Réaction à une tribune sensiblement insensée
Voici quelques mois, Pascal Tarraire,
photographe que je connais bien, proposait une tribune douce, sensible
et emprunt d'une certaine philosophie sur le passage de l'argentique au numérique
dans le magazine Réponses Photo (n°174, sept. 2006).
Des
mots doux. Mais, moi qui fait de l'œil à la photo depuis un moment et
qui ne distingue pas l'argentique du numérique, cela m'ennuie. Je ne
suis pas un mec facile en ce qui concerne ces miévreries qui ne
proposent et n'avancent rien, témoignent d'un constat accablant,
certes, mais qui ne justifie en rien que nous allons tous devenir des
poètes - en herbe - maudits. Ma réponse :
"Comme
une goutte de pluie sur l'onde, je fais des ronds. C'est moins
éprouvant que de tourner, embrassant l'air environnant du bout des
lèvres pour prononcer des mots sans sons.

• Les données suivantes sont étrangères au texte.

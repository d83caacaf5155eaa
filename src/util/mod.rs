pub mod env;
pub mod gateway;
pub mod telemetry;

/// Compares two strings in time proportional to their length only, so a mismatching signature
/// doesn't leak how many leading bytes were correct.
pub fn constant_time_cmp(a: &str, b: &str) -> bool {
    if a.len() != b.len() {
        return false;
    }

    let res = a
        .as_bytes()
        .iter()
        .zip(b.as_bytes())
        .fold(0u8, |acc, (l, r)| {
            acc | (std::hint::black_box(*l) ^ std::hint::black_box(*r))
        });

    res == 0
}

#[cfg(test)]
mod test {
    use super::*;

    #[test]
    fn test_const_time_cmp() {
        let expects = "9f86d081884c7d65";
        let passing = "9f86d081884c7d65";

        let bad_start = "0086d081884c7d65";
        let bad_end = "9f86d081884c7d00";

        let short = "9f86d081884c7d6";
        let long = "9f86d081884c7d655";

        assert!(constant_time_cmp(expects, passing));
        assert!(!constant_time_cmp(expects, bad_start));
        assert!(!constant_time_cmp(expects, bad_end));
        assert!(!constant_time_cmp(expects, short));
        assert!(!constant_time_cmp(expects, long));
    }
}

Voilà une phrase qui ne sert
à rien.
Nous sommes en 2006 et je ne comprends toujours pas :
comment fait-on, aujourd'hui, dans un monde aussi gourmand en énergie,
dont seule la créativité surpasse l'inertie, pour passer son temps à
essayer de délimiter deux mondes, celui des bons et des méchants, celui
des amateurs et des professionnels, des passionnés tranquilles et des
coups d'œil pressés ?
L'argentique je suis contre, tout contre
(comme Guitry parlait des femmes). Parce que je l'ai à fleur de peau.
Parce que c'est mon outil. Parce que mon appareil est mon compagnon.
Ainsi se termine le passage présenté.